Так всегда случается, когда от ребенка отказывается мать.

Несмотря на выходящее за рамки дозволенности поведение Сив, отец никогда не поднимал на дочь руку. Он сделал это лишь однажды. Когда ей было восемь. Сидя за рождественским столом, в окружении соседей и нескольких папиных воспитанников-хоккеистов, она громко сообщила, что ненавидит свою мать и назвала ее таким словом, которое восьмилетним детям знать не положено. Отец тут же вывел ее из-за стола в спальню и отвесил ей пощечину. Сив не заплакала. Только посмотрела на него прямым и твердым взглядом. Ему тут же стало стыдно. Нильс Сандберг крепко прижал дочь к себе и несколько минут шептал, что ему жаль. Сив ответила, что ей тоже.

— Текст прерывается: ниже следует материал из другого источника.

//! HTTP API for health checks, Prometheus metrics and alert queries

use axum::{
    extract::{Path, Query, State},
    http::StatusCode,
    response::{IntoResponse, Response},
    routing::{get, post},
    Json, Router,
};
use chrono::Utc;
use guardian_lib::{
    alerting::{AlertType, Severity},
    engine::Engine,
    health::HealthRegistry,
    models::{FailureContext, JobRef},
    policy::PatternSpec,
    store::{AlertFilter, Pagination},
};
use prometheus::{Encoder, TextEncoder};
use serde::Deserialize;
use serde_json::json;
use std::sync::Arc;
use tracing::{info, warn};

/// Shared application state
#[derive(Clone)]
pub struct AppState {
    pub health_registry: HealthRegistry,
    pub engine: Arc<Engine>,
}

impl AppState {
    pub fn new(engine: Arc<Engine>) -> Self {
        Self {
            health_registry: engine.health().clone(),
            engine,
        }
    }
}

/// Query parameters for alert listings
#[derive(Debug, Default, Deserialize)]
#[serde(rename_all = "camelCase")]
pub struct AlertQuery {
    pub namespace: Option<String>,
    /// Job name; only applied together with `namespace`
    pub name: Option<String>,
    #[serde(rename = "type")]
    pub alert_type: Option<AlertType>,
    pub severity: Option<Severity>,
    pub offset: Option<usize>,
    pub limit: Option<usize>,
}

impl AlertQuery {
    fn filter(&self) -> AlertFilter {
        let job = match (&self.namespace, &self.name) {
            (Some(namespace), Some(name)) => Some(JobRef::new(namespace, name)),
            _ => None,
        };
        AlertFilter {
            job,
            namespace: self.namespace.clone(),
            alert_type: self.alert_type,
            severity: self.severity,
            since: None,
        }
    }

    fn page(&self) -> Pagination {
        let default = Pagination::default();
        Pagination {
            offset: self.offset.unwrap_or(default.offset),
            limit: self.limit.unwrap_or(default.limit).clamp(1, 500),
        }
    }
}

#[derive(Debug, Deserialize)]
pub struct PatternTestRequest {
    pub pattern: PatternSpec,
    pub sample: FailureContext,
}

fn error_response(status: StatusCode, message: impl Into<String>) -> Response {
    (status, Json(json!({ "error": message.into() }))).into_response()
}

/// Health check response - returns 200 if healthy, 503 if unhealthy
async fn healthz(State(state): State<Arc<AppState>>) -> impl IntoResponse {
    let health = state.health_registry.health().await;

    let status_code = if health.status.is_operational() {
        StatusCode::OK
    } else {
        StatusCode::SERVICE_UNAVAILABLE
    };

    (status_code, Json(health))
}

async fn readyz(State(state): State<Arc<AppState>>) -> impl IntoResponse {
    let readiness = state.health_registry.readiness().await;

    let status_code = if readiness.ready {
        StatusCode::OK
    } else {
        StatusCode::SERVICE_UNAVAILABLE
    };

    (status_code, Json(readiness))
}

async fn metrics() -> Response {
    let encoder = TextEncoder::new();
    let metric_families = prometheus::gather();
    let mut buffer = Vec::new();

    if let Err(e) = encoder.encode(&metric_families, &mut buffer) {
        warn!(error = %e, "Failed to encode metrics");
        return error_response(StatusCode::INTERNAL_SERVER_ERROR, e.to_string());
    }

    (
        StatusCode::OK,
        [("content-type", "text/plain; charset=utf-8")],
        buffer,
    )
        .into_response()
}

async fn list_alerts(
    State(state): State<Arc<AppState>>,
    Query(query): Query<AlertQuery>,
) -> impl IntoResponse {
    Json(state.engine.list_active_alerts(&query.filter()).await)
}

async fn alert_history(
    State(state): State<Arc<AppState>>,
    Query(query): Query<AlertQuery>,
) -> Response {
    match state
        .engine
        .get_alert_history(&query.filter(), query.page())
        .await
    {
        Ok(page) => Json(page).into_response(),
        Err(e) => error_response(StatusCode::SERVICE_UNAVAILABLE, e.to_string()),
    }
}

async fn sla_snapshot(
    State(state): State<Arc<AppState>>,
    Path((namespace, name)): Path<(String, String)>,
) -> Response {
    let job = JobRef::new(namespace, name);
    match state.engine.get_sla_snapshot(&job) {
        Some(snapshot) => Json(snapshot).into_response(),
        None => error_response(StatusCode::NOT_FOUND, format!("no SLA snapshot for {}", job)),
    }
}

async fn list_channels(State(state): State<Arc<AppState>>) -> impl IntoResponse {
    Json(state.engine.dispatcher().channel_statuses(Utc::now()).await)
}

async fn test_channel(State(state): State<Arc<AppState>>, Path(name): Path<String>) -> Response {
    if !state.engine.dispatcher().channel_names().await.contains(&name) {
        return error_response(StatusCode::NOT_FOUND, format!("channel '{}' not found", name));
    }
    Json(state.engine.test_channel(&name).await).into_response()
}

async fn test_pattern(
    State(state): State<Arc<AppState>>,
    Json(request): Json<PatternTestRequest>,
) -> impl IntoResponse {
    Json(state.engine.test_pattern(&request.pattern, &request.sample))
}

/// Create the API router
pub fn create_router(state: Arc<AppState>) -> Router {
    Router::new()
        .route("/healthz", get(healthz))
        .route("/readyz", get(readyz))
        .route("/metrics", get(metrics))
        .route("/api/v1/alerts", get(list_alerts))
        .route("/api/v1/alerts/history", get(alert_history))
        .route("/api/v1/sla/:namespace/:name", get(sla_snapshot))
        .route("/api/v1/channels", get(list_channels))
        .route("/api/v1/channels/:name/test", post(test_channel))
        .route("/api/v1/patterns/test", post(test_pattern))
        .with_state(state)
}

/// Start the API server
pub async fn serve(port: u16, state: Arc<AppState>) -> anyhow::Result<()> {
    let app = create_router(state);

    let addr = format!("0.0.0.0:{}", port);
    info!(addr = %addr, "Starting API server");

    let listener = tokio::net::TcpListener::bind(&addr).await?;
    axum::serve(listener, app).await?;

    Ok(())
}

Тоже жаль, что ее мать… И она повторила то слово, которое нельзя произносить вслух.

Сив сидела за школой больше часа. Ей не хотелось возвращаться домой. Ей вообще ничего не хотелось. Вот бы покрыться льдом от пальцев ног до кончиков волос и перестать существовать. Иногда Сив чувствовала себя слишком маленькой. Иногда ей не хватало целого мира. Она потушила сигарету и немного оживилась, когда увидела человека, проходящего мимо. Они не виделись больше пяти лет, но Сив мгновенно узнала его. Эсбен Лундквист почти не изменился. Только стал выше и старше, но возраст порой не меняет людей. Она позвала его по имени и махнула рукой. Эсбен застыл, нахмурился и посмотрел на нее. Не узнал. Тогда Сив качнула головой и покрутила пальцем возле виска. Выражение лица Эсбена изменилось. Он подошел ближе.

– Сив?

– Я.

Она знала, что Эсбен запомнил ее ребенком. Настырной девчонкой с пожаром волос, осыпающей его глупыми прозвищами. Теперь она – нечто среднее между Ритой Хейворт22 и Линдси Лохан23. Голубые глаза, густо подведенные черной подводкой. Длинный клетчатый шарф, свисающий до самой земли.

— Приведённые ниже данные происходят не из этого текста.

//! Maintenance window evaluation

use chrono::{DateTime, Utc};
use serde::Serialize;

use super::CronSchedule;
use crate::error::GuardianError;
use crate::models::chrono_duration;
use crate::policy::MaintenanceWindow;

/// An occurrence of a maintenance window containing "now"
#[derive(Debug, Clone, PartialEq, Eq, Serialize)]
#[serde(rename_all = "camelCase")]
pub struct ActiveWindow {
    pub name: String,
    pub started_at: DateTime<Utc>,
    pub ends_at: DateTime<Utc>,
    pub suppress_alerts: bool,
}

#[derive(Debug, Clone)]
struct CompiledWindow {
    name: String,
    schedule: CronSchedule,
    duration: chrono::Duration,
    suppress_alerts: bool,
}

impl CompiledWindow {
    /// Occurrence covering `now`, i.e. the latest start in `(now - duration, now]`
    fn occurrence(&self, now: DateTime<Utc>) -> Option<ActiveWindow> {
        if self.duration <= chrono::Duration::zero() {
            return None;
        }
        let started_at = self.schedule.latest_between(now - self.duration, now)?;
        Some(ActiveWindow {
            name: self.name.clone(),
            started_at,
            ends_at: started_at + self.duration,
            suppress_alerts: self.suppress_alerts,
        })
    }
}

/// Decides whether a point in time falls inside any of a monitor's windows
#[derive(Debug, Clone, Default)]
pub struct MaintenanceWindowGuard {
    windows: Vec<CompiledWindow>,
}

impl MaintenanceWindowGuard {
    /// Compile window definitions; windows with bad schedules are skipped and reported
    pub fn compile(windows: &[MaintenanceWindow]) -> (Self, Vec<GuardianError>) {
        let mut compiled = Vec::with_capacity(windows.len());
        let mut errors = Vec::new();

        for (idx, window) in windows.iter().enumerate() {
            match CronSchedule::parse(&window.schedule, window.timezone.as_deref()) {
                Ok(schedule) => compiled.push(CompiledWindow {
                    name: window
                        .name
                        .clone()
                        .unwrap_or_else(|| format!("window-{}", idx)),
                    schedule,
                    duration: chrono_duration(window.duration),
                    suppress_alerts: window.suppress_alerts,
                }),
                Err(e) => errors.push(e),
            }
        }

        (Self { windows: compiled }, errors)
    }

    pub fn is_empty(&self) -> bool {
        self.windows.is_empty()
    }

    /// Every window occurrence containing `now`
    pub fn active_windows(&self, now: DateTime<Utc>) -> Vec<ActiveWindow> {
        self.windows.iter().filter_map(|w| w.occurrence(now)).collect()
    }

    /// The suppressing window containing `now` that ends last, if any
    pub fn suppressing_window(&self, now: DateTime<Utc>) -> Option<ActiveWindow> {
        self.active_windows(now)
            .into_iter()
            .filter(|w| w.suppress_alerts)
            .max_by_key(|w| w.ends_at)
    }

    pub fn suppresses(&self, now: DateTime<Utc>) -> bool {
        self.suppressing_window(now).is_some()
    }
}

#[cfg(test)]
mod tests {
    use super::*;
    use chrono::TimeZone;
    use std::time::Duration;

    fn window(schedule: &str, hours: u64, suppress: bool) -> MaintenanceWindow {
        MaintenanceWindow {
            name: Some("patching".to_string()),
            schedule: schedule.to_string(),
            duration: Duration::from_secs(hours * 3600),
            timezone: None,
            suppress_alerts: suppress,
        }
    }

    fn at(d: u32, h: u32, m: u32) -> DateTime<Utc> {
        Utc.with_ymd_and_hms(2024, 1, d, h, m, 0).unwrap()
    }

    #[test]
    fn test_inside_and_outside_window() {
        // Every day 02:00 for 2 hours
        let (guard, errors) = MaintenanceWindowGuard::compile(&[window("0 2 * * *", 2, true)]);
        assert!(errors.is_empty());

        assert!(!guard.suppresses(at(10, 1, 59)));
        assert!(guard.suppresses(at(10, 2, 0)));
        assert!(guard.suppresses(at(10, 3, 59)));
        // End is exclusive
        assert!(!guard.suppresses(at(10, 4, 0)));

        let active = guard.suppressing_window(at(10, 3, 0)).unwrap();
        assert_eq!(active.started_at, at(10, 2, 0));
        assert_eq!(active.ends_at, at(10, 4, 0));
        assert_eq!(active.name, "patching");
    }

    #[test]
    fn test_non_suppressing_window_is_reported_but_does_not_suppress() {
        let (guard, _) = MaintenanceWindowGuard::compile(&[window("0 2 * * *", 2, false)]);
        assert_eq!(guard.active_windows(at(10, 3, 0)).len(), 1);
        assert!(!guard.suppresses(at(10, 3, 0)));
    }

    #[test]
    fn test_window_in_timezone() {
        let mut w = window("0 2 * * *", 1, true);
        w.timezone = Some("America/New_York".to_string());
        let (guard, _) = MaintenanceWindowGuard::compile(&[w]);
        // 02:00 EST is 07:00 UTC
        assert!(guard.suppresses(at(10, 7, 30)));
        assert!(!guard.suppresses(at(10, 2, 30)));
    }

    #[test]
    fn test_invalid_window_is_skipped() {
        let (guard, errors) = MaintenanceWindowGuard::compile(&[
            window("bogus", 1, true),
            window("0 2 * * *", 1, true),
        ]);
        assert_eq!(errors.len(), 1);
        assert!(!guard.is_empty());
        assert!(guard.suppresses(at(10, 2, 30)));
    }
}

– Ты присядешь? Или как? – спросила Сив.

Эсбен опустился рядом. Он погрузил руки в карманы пальто и тоже ссутулил спину. Некоторое время они сидели молча.

Сив первой нарушила тишину.

– Как тебе здесь?

– Странно.

Сив кивнула, достала новую сигарету и предложила Эсбену. Он не удивился тому, что она курит. Вероятно, был бы удивлен обратному.

– Не курю. Я думал, что ты уедешь отсюда сразу же, как появится возможность, – пробормотал Эсбен.

– А с чего ты взял, что у меня есть эта возможность?

Он пожал плечами и проводил взглядом черного кота, крадущегося мимо. Небо над ними было темное, в грязно-серых разводах. Метель закончилась совсем недавно, но грозилась начаться вновь.

– Почему ты сидишь здесь?

– Радуюсь тому, что я больше не часть этого, – Сив кивнула в сторону школы.

Эсбен фыркнул и потер переносицу.

– Я видел твоего отца. Он сказал, что ты теперь помогаешь ему.

– Вроде того.

– Нравится?

Сив отбросила волосы с лица, сощурилась.

– Нравится ли мне таскаться за малолетними засранцами и учить их держать клюшку? Большое удовольствие!

– Может, это твое призвание?

Сив ткнула его локтем.

– Заткнись, Лундквист.

Эсбен закатил глаза. Она обратила внимание, что взгляд Эсбена прикипел к пустой бутылке в ее сумке. Должно быть, от него не укрылся запах, исходящий от нее. Вишня и спирт. Девчонка, всюду таскающая с собой лимонные леденцы в карманах, превратилась в девушку, читающую истории короля ужасов и ненавидящую все, к чему прикасалась.

Эсбен наклонился и вытащил из сумки «Кладбище домашних животных» за корешок.

– Тебя не учили, что трогать чужие вещи плохо? – спросила Сив, но взгляд ее оставался равнодушным.

– Нравится Кинг?

– Нравится. Считаю, что его нужно читать, а не смотреть. Многие фильмы не то чтобы посредственность, но рассказывают о другом. Кинг работает с внутренним миром людей. В кино нас хотят напугать с помощью классных спецэффектов, знаешь, но они ведь совсем не страшные. Куда больше пугает реалистичность, с которой ты сталкиваешься в его книгах.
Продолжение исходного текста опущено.